Janine Denise Williams, 50 year-old mother of four and a member of her family, was one among the missing at candle factory. Family members kept watch on Saturday.

“It’s Christmastime and she works at a place that’s making candles for gifts,” her brother, Darryl Williams, said. “To give up the gift of life to make a gift. We haven’t heard anything, and I’m not presuming anything. But I’m expecting for the worst.”

Johnson Williams had called her husband over the night to inform him that the weather was becoming severe. That’s the last she heard from anyone.

Kyanna Parsons Perez was an employee of the factory. She was stuck under five feet (about 1.5m) of debris for two hours before rescuers were able to release her.

In an interview with NBC’s “Today,” she said it was “absolutely the most terrifying” event she had ever experienced. “I did not think I was going to make it at all.”

Just before the tornado struck, the building’s lights flickered. She felt a gust of wind, her ears started “popping” and then, “Boom. Everything came down on us.” People started screaming, and she heard other workers praying.

According to her, inmates of nearby Graves County Jail assisted the workers by rescuing them.

“They could have used that moment to try to run away or anything, but they did not. They were there, helping us,” she said.

Sarah Burgess of the Kentucky State Trooper stated that rescue crews used heavy equipment in order to clear rubble at the candle plant. Coroners were called to the scene and bodies were recovered, but she didn’t know how many. It could take several days to clear all the rubble, and possibly even longer.
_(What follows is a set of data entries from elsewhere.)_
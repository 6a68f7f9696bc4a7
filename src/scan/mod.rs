//! Lexical extraction: line lexer, per-block scans, character definitions
//!
//! This is phase 1 of the two-phase pipeline. It reads block text and
//! produces global tables; it never resolves anything across blocks.

pub mod characters;
pub mod extract;
pub mod lexer;

pub use extract::{extract, Extraction};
Rescue efforts were complicated because Mayfield’s main fire station and emergency services hub were also hit by the tornado, Creason said.
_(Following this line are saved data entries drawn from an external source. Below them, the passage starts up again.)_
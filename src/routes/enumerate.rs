//! Route enumeration
//!
//! Depth-first traversal from every entry label (no incoming edges) with a
//! per-traversal visited set. A route is recorded at every reachable
//! terminal label (no outgoing edges); routes sharing a prefix share edge
//! keys. A traversal trapped in cycles records its longest dead-end path
//! once, and a graph with no entry labels at all seeds from the node with
//! the globally minimal in-degree, so any graph with edges reports at
//! least one route.

use std::collections::{BTreeMap, BTreeSet};

use crate::palette::Palette;
use crate::routes::{IdentifiedRoute, LabelNode, RouteLink};

pub fn enumerate_routes(
    nodes: &[LabelNode],
    links: &[RouteLink],
    palette: &Palette,
) -> Vec<IdentifiedRoute> {
    if nodes.is_empty() {
        return Vec::new();
    }

    let mut successors: BTreeMap<&str, Vec<&RouteLink>> = BTreeMap::new();
    let mut in_degree: BTreeMap<&str, usize> = nodes.iter().map(|n| (n.id.as_str(), 0)).collect();
    for link in links {
        successors
            .entry(link.source_id.as_str())
            .or_default()
            .push(link);
        if let Some(d) = in_degree.get_mut(link.target_id.as_str()) {
            *d += 1;
        }
    }

    // Entry labels in node order; a fully cyclic graph falls back to the
    // first node with the globally minimal in-degree, mirroring the layout
    // engine's cycle-breaking rule.
    let mut entries: Vec<&str> = nodes
        .iter()
        .map(|n| n.id.as_str())
        .filter(|id| in_degree.get(id).copied() == Some(0))
        .collect();
    if entries.is_empty() {
        let min_degree = in_degree.values().copied().min().unwrap_or(0);
        if let Some(seed) = nodes
            .iter()
            .map(|n| n.id.as_str())
            .find(|id| in_degree.get(id).copied() == Some(min_degree))
        {
            entries.push(seed);
        }
    }

    let mut paths: Vec<Vec<String>> = Vec::new();
    for entry in entries {
        let mut visited: BTreeSet<&str> = BTreeSet::new();
        let mut stack: Vec<String> = Vec::new();
        let mut found = Vec::new();
        let mut fallback: Option<Vec<String>> = None;
        walk(
            entry,
            &successors,
            &mut visited,
            &mut stack,
            &mut found,
            &mut fallback,
        );
        if found.is_empty() {
            if let Some(path) = fallback {
                if !path.is_empty() {
                    found.push(path);
                }
            }
        }
        paths.extend(found);
    }

    paths
        .into_iter()
        .filter(|p| !p.is_empty())
        .enumerate()
        .map(|(idx, path)| {
            let link_ids: BTreeSet<String> = path.into_iter().collect();
            let signature: String = link_ids.iter().cloned().collect::<Vec<_>>().join("|");
            IdentifiedRoute {
                id: format!("route-{}", idx),
                color: palette.color_for(&signature).to_string(),
                link_ids,
            }
        })
        .collect()
}

/// Cycle-safe DFS: nodes stay visited across siblings of the same
/// traversal, so each node is expanded once and route count stays bounded
/// by the edge count.
fn walk<'a>(
    node: &'a str,
    successors: &BTreeMap<&'a str, Vec<&'a RouteLink>>,
    visited: &mut BTreeSet<&'a str>,
    stack: &mut Vec<String>,
    found: &mut Vec<Vec<String>>,
    fallback: &mut Option<Vec<String>>,
) {
    visited.insert(node);
    let succs = successors.get(node).map(Vec::as_slice).unwrap_or(&[]);

    if succs.is_empty() {
        // terminal label: the current stack is one complete route
        if !stack.is_empty() {
            found.push(stack.clone());
        }
        return;
    }

    let mut advanced = false;
    for &link in succs {
        if visited.contains(link.target_id.as_str()) {
            continue;
        }
        stack.push(link.key());
        walk(link.target_id.as_str(), successors, visited, stack, found, fallback);
        stack.pop();
        advanced = true;
    }

    if !advanced {
        // every successor already visited: a cycle closed here; remember
        // the longest such dead-end path in case no terminal is reachable
        let longer = fallback.as_ref().map_or(true, |f| stack.len() > f.len());
        if longer {
            *fallback = Some(stack.clone());
        }
    }
}

#[cfg(test)]
mod tests {
    use super::*;
    use crate::analysis::analyze;
    use crate::layout::LayoutConfig;
    use crate::model::Block;
    use crate::routes::builder;

    fn routes(blocks: &[Block]) -> Vec<IdentifiedRoute> {
        let analysis = analyze(blocks);
        let nodes = builder::build_nodes(blocks, &analysis, &LayoutConfig::default());
        let links = builder::build_links(blocks, &analysis, &nodes);
        enumerate_routes(&nodes, &links, &Palette::default())
    }

    #[test]
    fn test_chain_yields_route() {
        let blocks = [Block::new(
            "b1",
            "label start:\n    jump middle\nlabel middle:\n    jump ending\nlabel ending:\n    return\n",
        )];
        let result = routes(&blocks);
        assert_eq!(result.len(), 1);
        assert!(result[0].link_ids.len() >= 2);
        assert!(result[0].link_ids.contains("b1:start-b1:middle"));
        assert!(result[0].link_ids.contains("b1:middle-b1:ending"));
        let color = &result[0].color;
        assert!(color.starts_with('#') && color.len() == 7);
    }

    #[test]
    fn test_branching_yields_multiple_routes() {
        let content = "label start:\n    menu:\n        \"Left\":\n            jump left\n        \"Right\":\n            jump right\nlabel left:\n    return\nlabel right:\n    return\n";
        let blocks = [Block::new("b1", content)];
        let result = routes(&blocks);
        assert_eq!(result.len(), 2);
        // shared prefix is allowed, distinct terminals are not shared
        assert_ne!(result[0].link_ids, result[1].link_ids);
    }

    #[test]
    fn test_link_ids_are_graph_edge_keys() {
        let blocks = [Block::new(
            "b1",
            "label start:\n    jump middle\nlabel middle:\n    jump ending\nlabel ending:\n    return\n",
        )];
        let analysis = analyze(&blocks);
        let nodes = builder::build_nodes(&blocks, &analysis, &LayoutConfig::default());
        let links = builder::build_links(&blocks, &analysis, &nodes);
        let result = enumerate_routes(&nodes, &links, &Palette::default());

        let edge_keys: Vec<String> = links.iter().map(RouteLink::key).collect();
        for id in &result[0].link_ids {
            assert!(edge_keys.contains(id));
        }
    }

    #[test]
    fn test_cycle_still_reports_a_route() {
        let blocks = [Block::new(
            "b1",
            "label a:\n    jump b\nlabel b:\n    jump a\n",
        )];
        let result = routes(&blocks);
        assert_eq!(result.len(), 1);
        assert!(!result[0].link_ids.is_empty());
    }

    #[test]
    fn test_isolated_label_produces_no_route() {
        let blocks = [Block::new("b1", "label start:\n    return\n")];
        let result = routes(&blocks);
        assert!(result.is_empty());
    }

    #[test]
    fn test_route_colors_deterministic() {
        let blocks = [Block::new(
            "b1",
            "label start:\n    jump ending\nlabel ending:\n    return\n",
        )];
        let first = routes(&blocks);
        let second = routes(&blocks);
        assert_eq!(first, second);
    }
}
Joe Biden, the President of the United States, approved Saturday’s emergency declaration for Kentucky. He also pledged support to affected states.

“I promise you, whatever is needed — whatever is needed — the federal government is going to find a way to provide it,” Biden said.
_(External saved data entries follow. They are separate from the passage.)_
//! Deterministic color palette
//!
//! Characters without an explicit `color=` kwarg and identified routes both
//! receive a palette color chosen by a rolling hash of a stable key, so
//! colors survive re-analysis and stay identical across ports of the
//! engine. A custom palette can be loaded from a TOML file.

use std::path::Path;

use serde::Deserialize;
use thiserror::Error;

/// Errors that can occur when loading or parsing palette files
#[derive(Error, Debug)]
pub enum PaletteError {
    #[error("Failed to read palette file: {0}")]
    Io(#[from] std::io::Error),
    #[error("Failed to parse palette TOML: {0}")]
    Parse(#[from] toml::de::Error),
    #[error("Palette contains no colors")]
    Empty,
}

/// The fixed default palette: 18 visually distinct 6-digit hex colors.
pub const DEFAULT_COLORS: [&str; 18] = [
    "#e6194b", "#3cb44b", "#ffe119", "#4363d8", "#f58231", "#911eb4",
    "#46f0f0", "#f032e6", "#bcf60c", "#fabebe", "#008080", "#e6beff",
    "#9a6324", "#fffac8", "#800000", "#aaffc3", "#808000", "#ffd8b1",
];

/// An ordered list of hex colors with hash-based stable assignment.
#[derive(Debug, Clone)]
pub struct Palette {
    /// Optional name for the palette
    pub name: Option<String>,
    /// Optional description
    pub description: Option<String>,
    /// Hex color values in index order
    pub colors: Vec<String>,
}

/// TOML structure for deserializing palettes
#[derive(Deserialize)]
struct TomlPalette {
    metadata: Option<TomlMetadata>,
    colors: Vec<String>,
}

#[derive(Deserialize)]
struct TomlMetadata {
    name: Option<String>,
    description: Option<String>,
}

impl Palette {
    /// Load a palette from a TOML file
    pub fn from_file(path: &Path) -> Result<Self, PaletteError> {
        let content = std::fs::read_to_string(path)?;
        Self::from_toml_str(&content)
    }

    /// Load a palette from a TOML string
    pub fn from_toml_str(content: &str) -> Result<Self, PaletteError> {
        let parsed: TomlPalette = toml::from_str(content)?;
        if parsed.colors.is_empty() {
            return Err(PaletteError::Empty);
        }

        Ok(Palette {
            name: parsed.metadata.as_ref().and_then(|m| m.name.clone()),
            description: parsed.metadata.as_ref().and_then(|m| m.description.clone()),
            colors: parsed.colors,
        })
    }

    /// Pick the palette color for a key via the rolling hash.
    pub fn color_for(&self, key: &str) -> &str {
        &self.colors[hash_index(key, self.colors.len())]
    }
}

impl Default for Palette {
    fn default() -> Self {
        Self {
            name: None,
            description: None,
            colors: DEFAULT_COLORS.iter().map(|c| c.to_string()).collect(),
        }
    }
}

/// Classic rolling string hash: `h = code + ((h << 5) - h)` over UTF-16
/// code units, reduced to a palette index with `|h| mod modulus`.
///
/// The arithmetic wraps at 32 bits so the indices match ports of the engine
/// in languages with 32-bit integer semantics.
pub fn hash_index(key: &str, modulus: usize) -> usize {
    let mut h: i32 = 0;
    for unit in key.encode_utf16() {
        h = (unit as i32).wrapping_add((h << 5).wrapping_sub(h));
    }
    h.unsigned_abs() as usize % modulus
}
According to Mike Fillback, police chief, at least one person was killed in the Amazon warehouse in Edwardsville, Illinois. Fillback spoke Saturday morning. The building’s roof was torn and a wall measuring about five football fields collapsed.

Fillback stated that two people from the facility were taken by Fillback to St. Louis hospitals, approximately 25 miles (40 km) away. According to Fillback, the chief did not have any information about their health conditions. The rubble was being sorted by rescue teams on Saturday. To help with the removal of debris, cranes and backhoes have been brought in.

“This is a devastating tragedy for our Amazon family and our focus is on supporting our employees and partners,” Amazon spokesperson Richard Rocha said in a written statement.

The tornado that struck the National Weather Service office near Weldon Spring in Missouri was causing workers to flee their offices. This is about 30 miles (48 km) west of St. Louis. A building collapse near New Melle (both just a few kilometers from the Weather Service office) resulted in one death and two other injuries.

“This was an incredible storm that lasted a long time and covered a lot of territory,” said Larry Vannozzi, meteorologist in charge of the National Weather Service office covering the Nashville area.

Meteorologists haven’t determined whether the storm spawned a single tornado or multiple tornadoes, he said.

A tornado decimated a Monette nursing facility, killing one, and trapping others as it fell, Craighead County Judge Marvin Day reported to The Associated Press. He stated that five of the victims sustained severe injuries.

One person was killed when the hurricane struck a Dollar General Store in Leachville. Asa Hutchinson stated.

“Probably the most remarkable thing is that there’s not a greater loss of life,” Hutchinson said after touring the wreckage of the nursing home. “It is catastrophic. It’s a total destruction.”

According to the Tennessee Emergency Management Agency, four storm-related deaths have been confirmed in Northwestern Tennessee.

Dylan Lovan was in Mayfield, Seth Borenstein, in Washington, D.C., Travis Loller, in Nashville, John Raby, in Charleston, West Virginia, Jeff McMurray, in Chicago, contributed to this article. Salter reported from O’Fallon, Missouri.